• [What is expected] Filter this material down to the lines that hold "InfraService", copying each one.

• [Source records]
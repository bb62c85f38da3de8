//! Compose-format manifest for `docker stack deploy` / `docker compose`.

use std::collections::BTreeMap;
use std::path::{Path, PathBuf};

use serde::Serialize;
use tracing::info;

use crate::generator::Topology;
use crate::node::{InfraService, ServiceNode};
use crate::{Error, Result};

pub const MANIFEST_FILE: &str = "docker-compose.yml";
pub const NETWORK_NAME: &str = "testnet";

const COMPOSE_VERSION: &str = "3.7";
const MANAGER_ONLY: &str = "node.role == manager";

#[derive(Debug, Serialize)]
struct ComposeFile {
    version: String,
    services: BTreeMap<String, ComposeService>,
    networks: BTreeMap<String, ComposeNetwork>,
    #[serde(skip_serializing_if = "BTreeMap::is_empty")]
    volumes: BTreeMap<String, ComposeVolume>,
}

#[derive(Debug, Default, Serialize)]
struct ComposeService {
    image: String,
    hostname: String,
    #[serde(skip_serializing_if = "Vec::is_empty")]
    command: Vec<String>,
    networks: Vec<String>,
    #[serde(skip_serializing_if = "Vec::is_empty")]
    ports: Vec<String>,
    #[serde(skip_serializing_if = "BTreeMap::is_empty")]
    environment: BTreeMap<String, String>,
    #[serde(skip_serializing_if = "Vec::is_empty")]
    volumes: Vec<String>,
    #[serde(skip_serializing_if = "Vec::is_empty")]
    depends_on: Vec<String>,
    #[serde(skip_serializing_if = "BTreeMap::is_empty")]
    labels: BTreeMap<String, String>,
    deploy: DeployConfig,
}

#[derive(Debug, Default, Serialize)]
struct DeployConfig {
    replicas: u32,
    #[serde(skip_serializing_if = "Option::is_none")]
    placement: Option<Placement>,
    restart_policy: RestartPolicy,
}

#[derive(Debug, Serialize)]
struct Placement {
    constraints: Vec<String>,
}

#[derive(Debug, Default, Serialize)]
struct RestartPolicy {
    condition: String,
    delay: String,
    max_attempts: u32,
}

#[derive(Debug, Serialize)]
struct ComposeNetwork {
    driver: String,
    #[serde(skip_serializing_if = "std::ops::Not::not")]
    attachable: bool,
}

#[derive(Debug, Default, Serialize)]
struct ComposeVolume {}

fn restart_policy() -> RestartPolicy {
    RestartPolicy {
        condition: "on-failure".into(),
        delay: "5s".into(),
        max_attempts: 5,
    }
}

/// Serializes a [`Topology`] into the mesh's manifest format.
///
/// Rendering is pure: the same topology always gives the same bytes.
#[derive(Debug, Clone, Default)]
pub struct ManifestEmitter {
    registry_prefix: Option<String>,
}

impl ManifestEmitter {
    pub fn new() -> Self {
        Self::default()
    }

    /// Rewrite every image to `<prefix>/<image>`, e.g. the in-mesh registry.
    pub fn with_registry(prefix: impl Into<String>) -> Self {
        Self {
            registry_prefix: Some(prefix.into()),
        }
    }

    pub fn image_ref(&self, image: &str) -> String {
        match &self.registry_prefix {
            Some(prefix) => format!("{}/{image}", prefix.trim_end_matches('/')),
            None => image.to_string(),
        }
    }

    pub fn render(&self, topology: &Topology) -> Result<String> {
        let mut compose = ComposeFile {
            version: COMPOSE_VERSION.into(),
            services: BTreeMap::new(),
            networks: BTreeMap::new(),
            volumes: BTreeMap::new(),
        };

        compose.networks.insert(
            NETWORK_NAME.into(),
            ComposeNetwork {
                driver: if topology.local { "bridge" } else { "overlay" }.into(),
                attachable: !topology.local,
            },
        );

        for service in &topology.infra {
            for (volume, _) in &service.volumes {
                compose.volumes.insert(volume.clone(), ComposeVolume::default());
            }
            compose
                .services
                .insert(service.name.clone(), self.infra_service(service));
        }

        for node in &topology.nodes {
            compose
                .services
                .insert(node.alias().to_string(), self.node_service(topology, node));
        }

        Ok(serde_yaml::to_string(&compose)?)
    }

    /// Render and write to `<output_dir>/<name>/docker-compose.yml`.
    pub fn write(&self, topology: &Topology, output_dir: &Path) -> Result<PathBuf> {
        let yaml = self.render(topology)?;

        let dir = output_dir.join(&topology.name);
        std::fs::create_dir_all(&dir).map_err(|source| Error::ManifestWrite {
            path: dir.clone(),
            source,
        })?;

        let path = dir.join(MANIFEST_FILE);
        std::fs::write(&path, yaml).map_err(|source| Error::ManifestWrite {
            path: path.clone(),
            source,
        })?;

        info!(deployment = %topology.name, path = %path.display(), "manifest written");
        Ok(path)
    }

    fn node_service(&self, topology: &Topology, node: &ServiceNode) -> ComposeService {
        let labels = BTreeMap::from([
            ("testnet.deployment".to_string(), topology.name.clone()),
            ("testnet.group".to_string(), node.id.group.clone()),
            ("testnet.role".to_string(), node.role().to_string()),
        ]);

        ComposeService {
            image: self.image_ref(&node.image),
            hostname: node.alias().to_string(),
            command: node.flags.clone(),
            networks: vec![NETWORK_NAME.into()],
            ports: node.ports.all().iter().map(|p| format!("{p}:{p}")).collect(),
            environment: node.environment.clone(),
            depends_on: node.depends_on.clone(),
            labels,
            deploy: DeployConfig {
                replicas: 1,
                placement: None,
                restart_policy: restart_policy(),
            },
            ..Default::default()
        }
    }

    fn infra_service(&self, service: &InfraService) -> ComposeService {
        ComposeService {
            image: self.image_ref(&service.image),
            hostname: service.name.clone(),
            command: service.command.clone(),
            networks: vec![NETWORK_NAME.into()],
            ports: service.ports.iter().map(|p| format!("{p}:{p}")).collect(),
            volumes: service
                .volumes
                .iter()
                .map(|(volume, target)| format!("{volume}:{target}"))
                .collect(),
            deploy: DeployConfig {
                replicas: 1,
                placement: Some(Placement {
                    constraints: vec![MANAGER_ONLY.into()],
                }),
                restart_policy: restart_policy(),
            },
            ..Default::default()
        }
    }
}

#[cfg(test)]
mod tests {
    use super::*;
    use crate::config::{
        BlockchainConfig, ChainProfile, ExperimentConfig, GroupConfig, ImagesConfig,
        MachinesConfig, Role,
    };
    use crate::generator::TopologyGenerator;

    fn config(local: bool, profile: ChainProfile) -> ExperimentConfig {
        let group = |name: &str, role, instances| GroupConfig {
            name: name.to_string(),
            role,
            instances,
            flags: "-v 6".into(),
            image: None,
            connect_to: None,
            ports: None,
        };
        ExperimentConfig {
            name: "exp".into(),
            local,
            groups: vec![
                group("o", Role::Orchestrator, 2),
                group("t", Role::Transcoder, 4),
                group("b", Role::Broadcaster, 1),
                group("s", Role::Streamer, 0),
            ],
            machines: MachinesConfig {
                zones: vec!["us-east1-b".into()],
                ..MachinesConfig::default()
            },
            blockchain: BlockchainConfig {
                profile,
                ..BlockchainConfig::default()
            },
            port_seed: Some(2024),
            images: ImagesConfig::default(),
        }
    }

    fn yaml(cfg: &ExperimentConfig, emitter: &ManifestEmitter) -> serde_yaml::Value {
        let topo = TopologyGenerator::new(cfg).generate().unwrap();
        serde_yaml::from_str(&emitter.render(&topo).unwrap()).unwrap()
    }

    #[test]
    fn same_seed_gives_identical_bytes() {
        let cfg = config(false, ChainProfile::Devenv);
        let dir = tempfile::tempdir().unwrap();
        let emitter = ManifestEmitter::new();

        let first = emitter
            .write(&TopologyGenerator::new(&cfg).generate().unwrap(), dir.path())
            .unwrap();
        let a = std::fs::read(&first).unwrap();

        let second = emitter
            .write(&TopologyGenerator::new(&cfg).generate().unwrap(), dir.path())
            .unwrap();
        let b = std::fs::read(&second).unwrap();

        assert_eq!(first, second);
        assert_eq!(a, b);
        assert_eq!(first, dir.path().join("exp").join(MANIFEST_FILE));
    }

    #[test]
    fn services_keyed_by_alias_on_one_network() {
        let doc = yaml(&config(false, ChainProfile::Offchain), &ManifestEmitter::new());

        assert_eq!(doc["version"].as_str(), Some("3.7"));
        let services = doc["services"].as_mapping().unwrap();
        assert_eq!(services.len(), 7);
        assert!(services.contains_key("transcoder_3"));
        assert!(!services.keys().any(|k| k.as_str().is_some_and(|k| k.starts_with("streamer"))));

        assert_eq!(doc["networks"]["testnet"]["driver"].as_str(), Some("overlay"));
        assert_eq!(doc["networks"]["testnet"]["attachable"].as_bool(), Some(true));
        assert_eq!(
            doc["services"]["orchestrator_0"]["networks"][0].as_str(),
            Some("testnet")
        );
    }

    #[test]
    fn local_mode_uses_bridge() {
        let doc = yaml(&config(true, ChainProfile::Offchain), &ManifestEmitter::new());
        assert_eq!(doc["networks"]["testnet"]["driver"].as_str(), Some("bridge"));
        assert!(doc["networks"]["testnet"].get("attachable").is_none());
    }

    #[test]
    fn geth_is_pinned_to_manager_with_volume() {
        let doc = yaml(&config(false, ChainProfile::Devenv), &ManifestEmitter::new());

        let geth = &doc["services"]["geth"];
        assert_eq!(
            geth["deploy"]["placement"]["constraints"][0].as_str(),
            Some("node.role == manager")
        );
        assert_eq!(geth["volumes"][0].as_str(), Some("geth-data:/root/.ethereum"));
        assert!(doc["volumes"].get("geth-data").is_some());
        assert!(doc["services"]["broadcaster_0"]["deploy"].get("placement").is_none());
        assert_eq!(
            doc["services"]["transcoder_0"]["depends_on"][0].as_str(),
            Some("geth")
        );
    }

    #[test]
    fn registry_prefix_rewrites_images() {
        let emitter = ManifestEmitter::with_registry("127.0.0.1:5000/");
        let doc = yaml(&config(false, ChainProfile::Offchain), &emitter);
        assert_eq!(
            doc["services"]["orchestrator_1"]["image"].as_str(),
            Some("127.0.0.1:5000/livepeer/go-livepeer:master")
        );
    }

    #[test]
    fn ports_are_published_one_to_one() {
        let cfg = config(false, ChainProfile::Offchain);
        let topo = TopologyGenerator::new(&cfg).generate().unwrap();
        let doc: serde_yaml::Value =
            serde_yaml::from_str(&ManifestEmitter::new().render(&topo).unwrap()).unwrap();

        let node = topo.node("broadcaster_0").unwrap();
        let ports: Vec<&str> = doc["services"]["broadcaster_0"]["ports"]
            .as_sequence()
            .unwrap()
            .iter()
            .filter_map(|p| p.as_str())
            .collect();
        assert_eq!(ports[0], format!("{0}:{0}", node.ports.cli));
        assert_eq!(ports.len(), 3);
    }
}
---
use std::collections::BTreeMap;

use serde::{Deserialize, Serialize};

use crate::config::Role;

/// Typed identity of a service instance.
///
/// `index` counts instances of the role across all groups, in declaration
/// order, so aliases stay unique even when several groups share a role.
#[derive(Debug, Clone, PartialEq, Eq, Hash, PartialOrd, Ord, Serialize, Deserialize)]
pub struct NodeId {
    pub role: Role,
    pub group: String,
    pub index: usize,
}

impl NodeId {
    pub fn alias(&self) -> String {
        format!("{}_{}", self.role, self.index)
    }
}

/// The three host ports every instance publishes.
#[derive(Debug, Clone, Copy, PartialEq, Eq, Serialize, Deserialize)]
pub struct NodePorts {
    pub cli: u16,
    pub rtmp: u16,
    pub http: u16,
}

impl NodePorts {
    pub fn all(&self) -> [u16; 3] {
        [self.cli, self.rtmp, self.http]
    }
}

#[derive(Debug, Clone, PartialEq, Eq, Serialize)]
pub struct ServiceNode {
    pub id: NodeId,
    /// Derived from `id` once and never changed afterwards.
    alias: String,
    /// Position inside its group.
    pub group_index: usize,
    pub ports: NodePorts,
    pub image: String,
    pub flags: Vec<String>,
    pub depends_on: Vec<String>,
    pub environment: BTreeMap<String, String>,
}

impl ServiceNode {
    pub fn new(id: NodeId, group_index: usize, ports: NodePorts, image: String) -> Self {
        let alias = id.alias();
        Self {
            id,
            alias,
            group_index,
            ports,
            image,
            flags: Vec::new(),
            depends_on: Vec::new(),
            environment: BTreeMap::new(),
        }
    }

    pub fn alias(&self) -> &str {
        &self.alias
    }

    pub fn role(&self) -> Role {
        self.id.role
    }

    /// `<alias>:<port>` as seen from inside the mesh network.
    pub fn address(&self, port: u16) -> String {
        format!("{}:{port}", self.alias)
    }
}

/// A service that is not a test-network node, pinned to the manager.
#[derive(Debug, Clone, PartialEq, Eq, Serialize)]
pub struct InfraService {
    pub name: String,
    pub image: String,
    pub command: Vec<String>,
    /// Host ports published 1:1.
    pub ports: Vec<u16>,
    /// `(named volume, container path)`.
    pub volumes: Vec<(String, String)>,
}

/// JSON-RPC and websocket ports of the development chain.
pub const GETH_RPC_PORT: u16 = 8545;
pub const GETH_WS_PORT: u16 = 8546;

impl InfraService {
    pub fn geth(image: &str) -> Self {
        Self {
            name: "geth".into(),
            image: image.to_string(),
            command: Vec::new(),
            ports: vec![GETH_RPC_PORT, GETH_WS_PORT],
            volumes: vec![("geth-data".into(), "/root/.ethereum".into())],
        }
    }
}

• [Response to the exercise]
use crate::node::{InfraService, ServiceNode};
    fn infra_service(&self, service: &InfraService) -> ComposeService {
pub struct InfraService {
impl InfraService {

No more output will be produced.